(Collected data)
^^^^^^^^
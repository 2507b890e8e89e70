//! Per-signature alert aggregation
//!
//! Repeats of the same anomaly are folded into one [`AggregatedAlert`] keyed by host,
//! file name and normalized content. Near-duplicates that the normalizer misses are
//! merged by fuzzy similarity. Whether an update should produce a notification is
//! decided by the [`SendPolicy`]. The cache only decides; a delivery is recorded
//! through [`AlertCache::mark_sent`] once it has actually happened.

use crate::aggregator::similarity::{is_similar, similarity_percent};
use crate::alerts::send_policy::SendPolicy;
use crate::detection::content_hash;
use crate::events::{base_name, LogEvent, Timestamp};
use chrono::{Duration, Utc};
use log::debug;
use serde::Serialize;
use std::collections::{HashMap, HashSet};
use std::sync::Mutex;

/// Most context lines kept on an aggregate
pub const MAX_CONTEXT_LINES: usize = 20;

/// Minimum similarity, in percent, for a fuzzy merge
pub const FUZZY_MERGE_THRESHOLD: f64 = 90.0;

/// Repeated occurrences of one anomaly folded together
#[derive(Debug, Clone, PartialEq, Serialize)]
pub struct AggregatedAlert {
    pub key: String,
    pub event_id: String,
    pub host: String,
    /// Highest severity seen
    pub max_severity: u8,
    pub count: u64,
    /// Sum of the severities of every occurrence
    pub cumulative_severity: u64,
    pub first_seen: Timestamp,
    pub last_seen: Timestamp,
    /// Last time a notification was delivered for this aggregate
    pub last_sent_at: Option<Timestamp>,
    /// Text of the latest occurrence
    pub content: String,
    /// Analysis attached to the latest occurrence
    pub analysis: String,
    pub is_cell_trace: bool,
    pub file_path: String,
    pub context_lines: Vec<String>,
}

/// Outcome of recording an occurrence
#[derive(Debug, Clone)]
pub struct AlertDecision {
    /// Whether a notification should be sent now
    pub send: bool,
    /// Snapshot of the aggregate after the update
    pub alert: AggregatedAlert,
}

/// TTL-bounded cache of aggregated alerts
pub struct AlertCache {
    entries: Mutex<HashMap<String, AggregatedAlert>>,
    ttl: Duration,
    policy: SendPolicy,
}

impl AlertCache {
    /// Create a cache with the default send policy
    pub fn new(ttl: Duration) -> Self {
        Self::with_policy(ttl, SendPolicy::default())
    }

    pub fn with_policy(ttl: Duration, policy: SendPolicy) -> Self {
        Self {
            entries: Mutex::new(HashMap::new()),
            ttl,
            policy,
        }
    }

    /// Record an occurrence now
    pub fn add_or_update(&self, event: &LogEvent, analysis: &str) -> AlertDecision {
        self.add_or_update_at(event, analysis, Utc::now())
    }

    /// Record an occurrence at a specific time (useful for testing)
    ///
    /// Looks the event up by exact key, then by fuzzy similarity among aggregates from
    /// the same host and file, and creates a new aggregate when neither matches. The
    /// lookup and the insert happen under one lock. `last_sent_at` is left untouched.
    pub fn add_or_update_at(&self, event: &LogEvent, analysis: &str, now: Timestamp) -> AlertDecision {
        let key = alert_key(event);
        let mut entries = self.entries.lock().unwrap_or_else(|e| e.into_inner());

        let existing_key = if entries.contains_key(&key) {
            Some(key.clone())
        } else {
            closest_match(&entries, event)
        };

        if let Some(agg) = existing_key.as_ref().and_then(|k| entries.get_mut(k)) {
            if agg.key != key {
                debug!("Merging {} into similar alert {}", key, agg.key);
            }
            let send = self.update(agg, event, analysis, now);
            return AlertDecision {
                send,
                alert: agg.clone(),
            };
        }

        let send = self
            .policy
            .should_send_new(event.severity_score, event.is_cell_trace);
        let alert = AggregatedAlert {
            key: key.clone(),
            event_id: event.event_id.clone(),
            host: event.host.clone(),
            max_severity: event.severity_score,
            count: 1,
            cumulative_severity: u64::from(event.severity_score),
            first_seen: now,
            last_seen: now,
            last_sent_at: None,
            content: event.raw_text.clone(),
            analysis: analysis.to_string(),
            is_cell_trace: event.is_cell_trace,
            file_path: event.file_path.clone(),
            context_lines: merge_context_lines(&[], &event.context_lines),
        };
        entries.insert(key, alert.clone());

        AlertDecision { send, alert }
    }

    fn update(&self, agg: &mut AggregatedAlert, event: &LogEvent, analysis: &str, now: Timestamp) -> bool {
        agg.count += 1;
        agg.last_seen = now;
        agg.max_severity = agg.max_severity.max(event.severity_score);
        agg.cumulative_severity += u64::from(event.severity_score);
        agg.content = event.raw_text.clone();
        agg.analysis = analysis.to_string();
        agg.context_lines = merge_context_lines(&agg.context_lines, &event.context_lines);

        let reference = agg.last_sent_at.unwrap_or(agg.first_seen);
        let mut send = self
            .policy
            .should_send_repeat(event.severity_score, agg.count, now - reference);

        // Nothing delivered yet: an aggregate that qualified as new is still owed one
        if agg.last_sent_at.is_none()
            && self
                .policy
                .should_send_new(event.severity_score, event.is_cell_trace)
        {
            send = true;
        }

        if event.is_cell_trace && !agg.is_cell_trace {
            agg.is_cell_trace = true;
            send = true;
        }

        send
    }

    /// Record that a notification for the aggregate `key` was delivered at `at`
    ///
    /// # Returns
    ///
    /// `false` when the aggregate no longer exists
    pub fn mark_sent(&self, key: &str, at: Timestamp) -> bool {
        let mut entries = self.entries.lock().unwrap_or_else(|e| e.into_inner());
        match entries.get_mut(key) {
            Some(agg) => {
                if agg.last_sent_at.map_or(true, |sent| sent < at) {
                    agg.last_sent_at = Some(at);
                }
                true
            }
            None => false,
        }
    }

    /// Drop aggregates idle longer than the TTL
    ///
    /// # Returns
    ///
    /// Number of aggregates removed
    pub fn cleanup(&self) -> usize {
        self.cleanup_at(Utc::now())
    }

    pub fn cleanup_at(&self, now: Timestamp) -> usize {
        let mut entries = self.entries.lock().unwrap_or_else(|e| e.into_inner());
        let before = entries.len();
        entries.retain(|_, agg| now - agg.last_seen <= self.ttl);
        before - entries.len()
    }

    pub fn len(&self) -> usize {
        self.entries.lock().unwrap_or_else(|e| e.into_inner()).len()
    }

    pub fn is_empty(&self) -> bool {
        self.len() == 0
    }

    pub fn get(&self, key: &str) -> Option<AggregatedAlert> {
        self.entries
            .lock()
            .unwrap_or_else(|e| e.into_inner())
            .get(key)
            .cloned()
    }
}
^^^^^^^^
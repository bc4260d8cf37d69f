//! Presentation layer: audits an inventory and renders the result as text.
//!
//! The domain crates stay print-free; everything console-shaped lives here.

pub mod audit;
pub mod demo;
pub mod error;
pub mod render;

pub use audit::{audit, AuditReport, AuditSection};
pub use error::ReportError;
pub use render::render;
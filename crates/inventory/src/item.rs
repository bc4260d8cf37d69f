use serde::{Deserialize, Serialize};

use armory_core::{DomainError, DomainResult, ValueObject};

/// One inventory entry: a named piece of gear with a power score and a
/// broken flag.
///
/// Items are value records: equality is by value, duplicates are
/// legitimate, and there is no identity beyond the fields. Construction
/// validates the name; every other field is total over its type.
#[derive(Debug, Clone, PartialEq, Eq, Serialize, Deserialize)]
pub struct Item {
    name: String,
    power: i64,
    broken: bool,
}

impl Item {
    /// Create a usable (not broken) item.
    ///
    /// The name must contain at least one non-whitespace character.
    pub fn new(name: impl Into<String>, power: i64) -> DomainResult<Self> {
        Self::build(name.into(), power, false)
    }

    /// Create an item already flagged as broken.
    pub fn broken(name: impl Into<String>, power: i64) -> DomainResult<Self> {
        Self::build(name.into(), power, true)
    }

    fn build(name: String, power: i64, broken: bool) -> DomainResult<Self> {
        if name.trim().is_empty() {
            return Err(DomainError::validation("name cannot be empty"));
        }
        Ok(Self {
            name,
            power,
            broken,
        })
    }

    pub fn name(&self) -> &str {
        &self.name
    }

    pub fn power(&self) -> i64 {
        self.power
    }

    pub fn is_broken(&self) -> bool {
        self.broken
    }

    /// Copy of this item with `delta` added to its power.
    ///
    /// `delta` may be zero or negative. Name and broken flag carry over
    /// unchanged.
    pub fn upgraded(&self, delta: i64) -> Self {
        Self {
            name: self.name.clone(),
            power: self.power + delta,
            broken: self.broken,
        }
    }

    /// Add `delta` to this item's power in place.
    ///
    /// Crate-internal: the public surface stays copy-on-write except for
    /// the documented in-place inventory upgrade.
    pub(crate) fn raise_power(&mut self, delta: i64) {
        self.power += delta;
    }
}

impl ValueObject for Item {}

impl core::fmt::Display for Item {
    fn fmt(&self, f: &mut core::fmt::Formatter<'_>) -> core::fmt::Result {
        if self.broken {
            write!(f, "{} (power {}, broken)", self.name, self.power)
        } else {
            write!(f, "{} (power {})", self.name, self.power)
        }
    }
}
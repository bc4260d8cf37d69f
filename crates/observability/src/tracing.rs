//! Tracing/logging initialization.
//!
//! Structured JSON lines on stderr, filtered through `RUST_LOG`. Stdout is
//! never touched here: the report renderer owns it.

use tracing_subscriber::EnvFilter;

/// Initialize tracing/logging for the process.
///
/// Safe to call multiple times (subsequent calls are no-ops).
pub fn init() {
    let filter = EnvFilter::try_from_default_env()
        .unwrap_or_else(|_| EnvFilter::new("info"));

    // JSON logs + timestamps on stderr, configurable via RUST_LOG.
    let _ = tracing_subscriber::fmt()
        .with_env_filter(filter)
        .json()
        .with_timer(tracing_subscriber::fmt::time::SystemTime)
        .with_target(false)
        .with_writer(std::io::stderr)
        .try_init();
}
^^^^^^^^
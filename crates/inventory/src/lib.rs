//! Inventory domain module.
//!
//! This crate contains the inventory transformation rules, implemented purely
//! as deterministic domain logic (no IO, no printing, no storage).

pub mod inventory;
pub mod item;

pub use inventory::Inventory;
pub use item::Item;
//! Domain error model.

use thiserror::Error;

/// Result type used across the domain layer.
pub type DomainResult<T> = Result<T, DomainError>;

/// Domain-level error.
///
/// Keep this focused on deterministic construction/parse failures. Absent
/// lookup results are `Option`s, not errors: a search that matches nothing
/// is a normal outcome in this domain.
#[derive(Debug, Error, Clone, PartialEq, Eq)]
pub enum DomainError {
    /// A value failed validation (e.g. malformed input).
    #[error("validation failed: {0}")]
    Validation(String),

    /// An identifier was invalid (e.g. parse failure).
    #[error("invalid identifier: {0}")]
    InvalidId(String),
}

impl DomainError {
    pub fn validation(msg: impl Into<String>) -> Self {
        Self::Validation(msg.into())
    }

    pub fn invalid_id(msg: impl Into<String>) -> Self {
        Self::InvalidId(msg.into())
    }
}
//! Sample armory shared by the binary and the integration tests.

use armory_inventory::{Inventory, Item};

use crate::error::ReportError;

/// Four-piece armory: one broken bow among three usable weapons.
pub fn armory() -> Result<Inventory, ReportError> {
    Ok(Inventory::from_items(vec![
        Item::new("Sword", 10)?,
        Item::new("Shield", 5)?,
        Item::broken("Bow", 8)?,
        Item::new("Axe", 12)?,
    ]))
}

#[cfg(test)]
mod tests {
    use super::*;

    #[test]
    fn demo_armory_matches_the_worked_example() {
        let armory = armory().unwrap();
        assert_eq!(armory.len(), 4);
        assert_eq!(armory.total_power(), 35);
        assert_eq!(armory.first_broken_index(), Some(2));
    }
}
^^^^^^^^
### WHAT THE EXERCISE ASKS
The required answer is the exact run of lines above starting at the line with "pub fn new(ttl: Duration)" and ending at the line with "is left untouched.", with both ends present.

### EXERCISE OUTPUT
    pub fn new(ttl: Duration) -> Self {
        Self::with_policy(ttl, SendPolicy::default())
    }

    pub fn with_policy(ttl: Duration, policy: SendPolicy) -> Self {
        Self {
            entries: Mutex::new(HashMap::new()),
            ttl,
            policy,
        }
    }

    /// Record an occurrence now
    pub fn add_or_update(&self, event: &LogEvent, analysis: &str) -> AlertDecision {
        self.add_or_update_at(event, analysis, Utc::now())
    }

    /// Record an occurrence at a specific time (useful for testing)
    ///
    /// Looks the event up by exact key, then by fuzzy similarity among aggregates from
    /// the same host and file, and creates a new aggregate when neither matches. The
    /// lookup and the insert happen under one lock. `last_sent_at` is left untouched.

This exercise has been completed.